IEEE Trans Neural Netw. 2005 Sep;16(5):1269-78. doi: 10.1109/TNN.2005.853421.
This paper proposes a novel framework for developing adaptive and scalable network services. In the proposed framework, a network service is implemented as a group of autonomous agents that interact in the network environment. Agents in the proposed framework are autonomous and capable of simple behaviors (e.g., replication, migration, and death). In this paper, an evolutionary adaptation mechanism is designed using genetic algorithms (GAs) for agents to evolve their behaviors and improve their fitness values (e.g., response time to a service request) to the environment. The proposed framework is evaluated through simulations, and the simulation results demonstrate the ability of autonomous agents to adapt to the network environment.

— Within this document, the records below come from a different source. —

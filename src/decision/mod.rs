//! Decision engine: turns a game situation into a recommendation.

pub mod engine;
pub mod outcomes;
pub mod policy;

pub use engine::{DecisionEngine, DecisionResult, Freshness, ModelSnapshot};
pub use outcomes::OptionOutcome;
pub use policy::DecisionPolicy;

/// Registry name of the play-call classifier
pub const DECISION_MODEL: &str = "fourth_down";
/// Registry name of the expected-points regressor
pub const EXPECTED_POINTS_MODEL: &str = "expected_points";
pub mod dataset;
pub mod history;
pub mod load_data;
pub mod save_data;

pub use dataset::{HistoricalRecord, Outcome, TrainingDataset, TrainingExample};
pub use history::{generate_history, HistoryOptions};
pub use load_data::load_history_csv;
pub use save_data::save_history_csv;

The proposed framework may be suitable for disseminating network services in dynamic and large-scale networks where a large number of data and services need to be replicated, moved, and deleted in a decentralized manner.
本文提出了一种用于开发自适应和可扩展网络服务的新颖框架。在所提出的框架中,网络服务被实现为一组在网络环境中相互交互的自主代理。所提出框架中的代理是自主的,并且能够执行简单行为(例如,复制、迁移和消亡)。本文使用遗传算法(GA)设计了一种进化适应机制,以使代理能够进化其行为并提高它们对环境的适应度值(例如,对服务请求的响应时间)。通过仿真对所提出的框架进行了评估,仿真结果证明了自主代理适应网络环境的能力。所提出的框架可能适用于在动态大规模网络中传播网络服务,在这种网络中,大量数据和服务需要以分散的方式进行复制、移动和删除。